Mountain Fold is pleased to announce the opening of the solo exhibition of “Jungil Hong: GROWL FOWL”. It has yet to be determined whether Jungil Hong is an artist or a swarm of birds. It is far more likely that a thousand beaks, each carrying one brightly colored scrap of paper, pasted these collages together with their spit, like a hive of paper wasps. If there are people in these turbulent landscapes, they still forage and work in packs, armored in chain mail as if they were drawn by something that couldn’t imagine skin without the articulation of scales or feathers.
It is true that there is an armored head and a hand, fitted with chain mail, hanging on the wall. These may be parts of the hunting costume worn by whoever collected the strange trophies preserved in glass boxes, or they may be the head and hand of a metal scaled being, culled and hung here as trophies themselves. There is also the patterned metal shield, like a chink out of the armored sky. Even these things, human in scale, are made of small metal rings and thin, stamped discs, each one of which could be carried in a curled and precise claw, to be linked and sewn together into an approximation of human form.
It’s as though this hive of birds collected strands of every element in their world and spliced them together into this patterned place, like a crow’s nest found in the rafters of a yarn factory. This pattern isn’t decoration. It is the stuff that this world is made of.
Here, the roots of trees hang like chandeliers out of dark and electric clouds. Birds peer through windows that look out onto different days, float in boxes filled with inverted landscapes, or fly through the hiss and crackle of the frenetic sky beneath the floorboards. Inside a workshop, trees and tools are grown, each in their own cell, like larva.

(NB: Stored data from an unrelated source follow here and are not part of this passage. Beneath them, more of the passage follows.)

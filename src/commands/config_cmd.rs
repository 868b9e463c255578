use clap::{Args, Subcommand};

use super::OutputFormat;
use pantry::config::{Backend, Config};

#[derive(Args)]
pub struct ConfigCommand {
    #[command(subcommand)]
    pub command: ConfigSubcommand,
}

#[derive(Subcommand)]
pub enum ConfigSubcommand {
    /// Show current configuration values
    Show {
        /// Output format
        #[arg(long, short, value_enum, default_value = "text")]
        format: OutputFormat,
    },
}

impl ConfigCommand {
    pub fn run(&self, config: &Config) -> Result<(), Box<dyn std::error::Error>> {
        match &self.command {
            ConfigSubcommand::Show { format } => {
                match format {
                    OutputFormat::Json => {
                        println!("{}", serde_json::to_string_pretty(config)?);
                    }
                    OutputFormat::Text => {
                        println!("Configuration");
                        println!("=============\n");

                        if let Some(path) = &config.config_file {
                            println!("Config file: {}", path.display());
                        } else {
                            println!(
                                "Config file: {} (not found)",
                                Config::default_config_path().display()
                            );
                        }
                        println!();

                        println!("backend: {}", config.backend.value);
                        println!("  source: {}", config.backend.source);
                        println!();

                        if config.backend.value == Backend::Sqlite {
                            println!(
                                "database_path: {}",
                                config.database_path.value.display()
                            );
                            println!("  source: {}", config.database_path.source);
                        } else {
                            println!(
                                "server.url: {}",
                                config.server.url.as_deref().unwrap_or("(not set)")
                            );
                            match &config.server.api_key {
                                Some(key) => println!(
                                    "server.api_key: {}...",
                                    key.chars().take(4).collect::<String>()
                                ),
                                None => println!("server.api_key: (not set)"),
                            }
                        }
                        println!();

                        println!("lookup: {}", config.lookup.value);
                        println!("  source: {}", config.lookup.source);
                        println!();

                        println!("quantity_policy: {}", config.quantity_policy.value);
                        println!("  source: {}", config.quantity_policy.source);
                    }
                }
                Ok(())
            }
        }
    }
}
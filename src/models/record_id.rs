//! Opaque identifiers assigned by a document store.

use serde::{Deserialize, Serialize};
use std::fmt;
use uuid::Uuid;

/// Identifier of a remote record.
///
/// Stores generate these on insert; callers treat them as opaque text.
#[derive(Debug, Clone, PartialEq, Eq, Hash, Serialize, Deserialize)]
#[serde(transparent)]
pub struct RecordId(String);

impl RecordId {
    /// Generate a new random record ID
    pub fn generate() -> Self {
        Self(Uuid::new_v4().to_string())
    }

    pub fn as_str(&self) -> &str {
        &self.0
    }
}

impl fmt::Display for RecordId {
    fn fmt(&self, f: &mut fmt::Formatter<'_>) -> fmt::Result {
        f.write_str(&self.0)
    }
}

impl From<String> for RecordId {
    fn from(s: String) -> Self {
        Self(s)
    }
}

impl From<&str> for RecordId {
    fn from(s: &str) -> Self {
        Self(s.to_string())
    }
}
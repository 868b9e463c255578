//! Pantry document server
//!
//! Serves a SQLite-backed document store over HTTP so several `pantry`
//! clients can share one item collection.
//!
//! # Configuration
//!
//! Environment variables:
//! - `PANTRY_PORT`: Port to listen on (default: 8080)
//! - `PANTRY_DATA_DIR`: Directory holding `pantry.db` (default: ~/.local/share/pantry-server)
//! - `PANTRY_API_KEY`: Bearer key required by document routes (default: none, open access)

use std::net::SocketAddr;
use std::path::PathBuf;

use pantry::db::SqliteDocumentStore;
use pantry::server;
use tracing_subscriber::{layer::SubscriberExt, util::SubscriberInitExt};

/// Server configuration
#[derive(Debug, Clone)]
struct Config {
    /// Port to listen on
    port: u16,
    /// Directory holding the database
    data_dir: PathBuf,
    /// API key clients must present
    api_key: Option<String>,
}

impl Config {
    /// Load configuration from environment variables
    fn from_env() -> Self {
        let port = std::env::var("PANTRY_PORT")
            .ok()
            .and_then(|p| p.parse().ok())
            .unwrap_or(8080);

        let data_dir = std::env::var("PANTRY_DATA_DIR")
            .map(PathBuf::from)
            .unwrap_or_else(|_| {
                dirs::data_dir()
                    .unwrap_or_else(|| PathBuf::from("."))
                    .join("pantry-server")
            });

        let api_key = std::env::var("PANTRY_API_KEY")
            .ok()
            .filter(|key| !key.is_empty());

        Self {
            port,
            data_dir,
            api_key,
        }
    }
}

#[tokio::main]
async fn main() {
    // Initialize tracing
    tracing_subscriber::registry()
        .with(
            tracing_subscriber::EnvFilter::try_from_default_env()
                .unwrap_or_else(|_| "pantry=info,pantry_server=info,tower_http=info".into()),
        )
        .with(tracing_subscriber::fmt::layer())
        .init();

    if let Err(e) = run(Config::from_env()).await {
        tracing::error!("{}", e);
        std::process::exit(1);
    }
}

async fn run(config: Config) -> Result<(), Box<dyn std::error::Error>> {
    let db_path = config.data_dir.join("pantry.db");
    tracing::info!("Database: {}", db_path.display());

    let store = SqliteDocumentStore::open(&db_path).await?;

    if config.api_key.is_none() {
        tracing::warn!("PANTRY_API_KEY not set - document routes are unauthenticated");
    }

    let app = server::router(store, config.api_key);

    // Start server
    let addr = SocketAddr::from(([0, 0, 0, 0], config.port));
    tracing::info!("Starting server on {}", addr);

    let listener = tokio::net::TcpListener::bind(addr).await?;
    axum::serve(listener, app).await?;

    Ok(())
}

There is the suspicion that this room is inside one of these collages. There is the suspicion that the patterns that make up the fire flooded mountains and the lightening laced ground have shifted their dimensions to configure this room, like a single cell of a bee hive, magnified to the scale of an apartment building and opened to visitors. Sometimes these patterns lay flat, to serve as walls. Sometimes they shift and open, giving way onto a patch of place or time.
There may be a dark and spreading cloud, moving across the topographies hung on the walls. If it is some fog of decay, swallowing all it surrounds, it is also a billowing, black soil that the things of this place are grown from. If the crows that have made this place, dream of the storm gathering, they also dream of the fevered potential of doom.